The steam that built up inside the damaged reactor was released into the reactor housing, outside the containment vessel. The aim was to vent it , but before that could happen there was an explosion. A huge pall of smoke erupted from the plant, injuring several workers.
Government spokesman Yukio Edano said that the explosion had destroyed the exterior walls of the building where the stricken reactor is located, but not the actual metal housing that enveloped the reactor.
However, it is still possible the reactor could have sustained serious damage. If its fuel rods reached too high a temperature, they would have melted at least partly. “If any of the fuel rods have been compromised, there would be evidence of a small amount of other radioisotopes in the atmosphere called fission fragments – radiocaesium and radioiodine,” said Regan. “The amount that you measure would tell you to what degree the fuel rods have been compromised. Scientists in Japan should be able to establish this very quickly using gamma ray spectroscopy as the isotopes have characteristic decay signatures.”
Despite the revelation that caesium had been detected, Japanese officials still claim the reactor’s container had not been damaged and that radiation levels had started to fall. However, the Japanese nuclear industry has a bad reputation for owning up to accidents and many observers remain cautious about accepting these claims too quickly.
“If the explosion at the Fukushima nuclear power station has resulted in a significant release of radioactive material then this will soon be readily apparent from the radiation monitoring that is undoubtedly under way around the plant,” said Richard Wakeford, visiting professor in epidemiology at Manchester University. “Until we have reliable information on the results of such monitoring from Japan, some of the speculation in which some commentators have indulged is just that – speculation.”
This point was backed by Professor Malcolm Sperrin, director of medical physics and clinical engineering at Royal Berkshire hospital. “There is a lot we don’t know at the moment, but this looks very serious. However, there are a number of things that we should remember. The big difference between something like this and previous accidents elsewhere in the world is that there will be mechanisms in place to deal with the explosion and any impacts it might have.
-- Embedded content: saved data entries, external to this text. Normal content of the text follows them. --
//=========================================================================
// Curtain Signals
//=========================================================================
//
// Single-fire completion signals handed to a running curtain, and the
// collector that drains them at the stage's tick boundary.
//
// Architecture:
//   Curtain ── CloseSignal::fire() ─┐
//           ── OpenSignal::fire() ──┴─> Sender<CurtainSignal>
//                                              ↓
//   Stage::pump() ←── SignalCollector::collect() ←── Receiver
//
// Signals may be fired from any thread; they are applied only when the
// owner drains them.
//
//=========================================================================

//=== External Dependencies ===============================================

use crossbeam_channel::{unbounded, Receiver, Sender, TryRecvError};
use log::warn;

//=== TransitionId ========================================================

/// Identifies one transition; stale signals are recognized by it.
#[derive(Debug, Clone, Copy, PartialEq, Eq, Hash, PartialOrd, Ord)]
pub struct TransitionId(pub(crate) u64);

impl std::fmt::Display for TransitionId {
    fn fmt(&self, f: &mut std::fmt::Formatter<'_>) -> std::fmt::Result {
        write!(f, "#{}", self.0)
    }
}

//=== CurtainSignal =======================================================

/// Which half of the curtain animation finished.
#[derive(Debug, Clone, Copy, PartialEq, Eq)]
pub enum CurtainCue {
    /// The screen is fully covered.
    Closed,

    /// The screen is fully revealed again.
    Opened,
}

/// A cue tagged with the transition it belongs to.
#[derive(Debug, Clone, Copy, PartialEq, Eq)]
pub struct CurtainSignal {
    pub transition: TransitionId,
    pub cue: CurtainCue,
}

//=== Signal Tokens =======================================================

/// Shared body of the two single-fire tokens.
///
/// A token dropped unfired fires on drop, so a curtain that loses its
/// tokens cannot wedge the queue.
#[derive(Debug)]
struct SignalLine {
    sender: Sender<CurtainSignal>,
    signal: CurtainSignal,
    fired: bool,
}

impl SignalLine {
    fn send(&mut self) {
        self.fired = true;
        if self.sender.send(self.signal).is_err() {
            warn!("Curtain signal {:?} sent after its stage was dropped", self.signal);
        }
    }
}

impl Drop for SignalLine {
    fn drop(&mut self) {
        if !self.fired {
            warn!(
                "Curtain dropped its {:?} signal for transition {} unfired; firing it now",
                self.signal.cue, self.signal.transition
            );
            self.send();
        }
    }
}

/// Fired once the curtain fully covers the screen.
#[derive(Debug)]
pub struct CloseSignal(SignalLine);

impl CloseSignal {
    pub fn fire(mut self) {
        self.0.send();
    }

    pub fn transition(&self) -> TransitionId {
        self.0.signal.transition
    }
}

/// Fired once the curtain has fully revealed the screen.
#[derive(Debug)]
pub struct OpenSignal(SignalLine);

impl OpenSignal {
    pub fn fire(mut self) {
        self.0.send();
    }

    pub fn transition(&self) -> TransitionId {
        self.0.signal.transition
    }
}

/// The pair of signals a curtain receives in [`Curtain::run`](super::Curtain::run).
///
/// Fire `close` first, then `open`, each exactly once.
#[derive(Debug)]
pub struct CurtainSignals {
    pub close: CloseSignal,
    pub open: OpenSignal,
}

impl CurtainSignals {
    pub(crate) fn new(sender: &Sender<CurtainSignal>, transition: TransitionId) -> Self {
        let line = |cue| SignalLine {
            sender: sender.clone(),
            signal: CurtainSignal { transition, cue },
            fired: false,
        };

        Self {
            close: CloseSignal(line(CurtainCue::Closed)),
            open: OpenSignal(line(CurtainCue::Opened)),
        }
    }
}

//=== SignalCollector =====================================================

/// Receiving end of the curtain signal channel.
pub(crate) struct SignalCollector {
    sender: Sender<CurtainSignal>,
    receiver: Receiver<CurtainSignal>,
}

impl SignalCollector {
    pub(crate) fn new() -> Self {
        let (sender, receiver) = unbounded();
        Self { sender, receiver }
    }

    /// Sender handed to the curtain controller.
    pub(crate) fn sender(&self) -> Sender<CurtainSignal> {
        self.sender.clone()
    }

    /// Next pending signal, oldest first.
    pub(crate) fn try_next(&self) -> Option<CurtainSignal> {
        match self.receiver.try_recv() {
            Ok(signal) => Some(signal),
            Err(TryRecvError::Empty) | Err(TryRecvError::Disconnected) => None,
        }
    }

    /// Number of signals waiting to be drained.
    pub(crate) fn backlog(&self) -> usize {
        self.receiver.len()
    }

    /// Drains up to `limit` pending signals.
    pub(crate) fn collect(&self, limit: usize) -> Vec<CurtainSignal> {
        let mut signals = Vec::new();
        while signals.len() < limit {
            match self.try_next() {
                Some(signal) => signals.push(signal),
                None => break,
            }
        }

        if signals.len() >= limit && self.backlog() > 0 {
            warn!("Curtain signal backlog: {} signals left for next pump", self.backlog());
        }
        signals
    }
}

//=== Tests ===============================================================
And although there is a lot we don’t know, it is very unlikely that this was an explosion involving the core.”
However, Naoto Sekimura, a professor at Tokyo University, insisted there was little chance that Japan came close to experiencing a Chernobyl-style meltdown. “No Chernobyl is possible at a light water reactor,” he said. “Loss of coolant means a temperature rise, but it also will stop the reaction. Even in the worst-case scenario, that would mean some radioactive leakage and equipment damage, but not an explosion.
“If venting is done carefully, there will be little leakage. Certainly not beyond a radius of three kilometres.”
The danger to the Fukushima Daiichi appears to be receding. By contrast, the problems facing the nuclear industry, particularly in Japan, are likely to rise dramatically over the next few months as the impact of the incident sinks in. Those opposed to nuclear power will not let it be forgotten, as Jan Beranek, head of Greenpeace’s international nuclear campaign, made clear.
“How many more warnings do we need before we finally grasp that nuclear reactors are inherently hazardous? The nuclear industry always tells us that situation like this cannot happen with modern reactors, yet Japan is currently in the middle of a potentially devastating nuclear crisis,” he said.
“Once again, we are reminded of the inherent risks of nuclear power, which will always be vulnerable to the potentially deadly combination of human error, design failure and natural disaster.”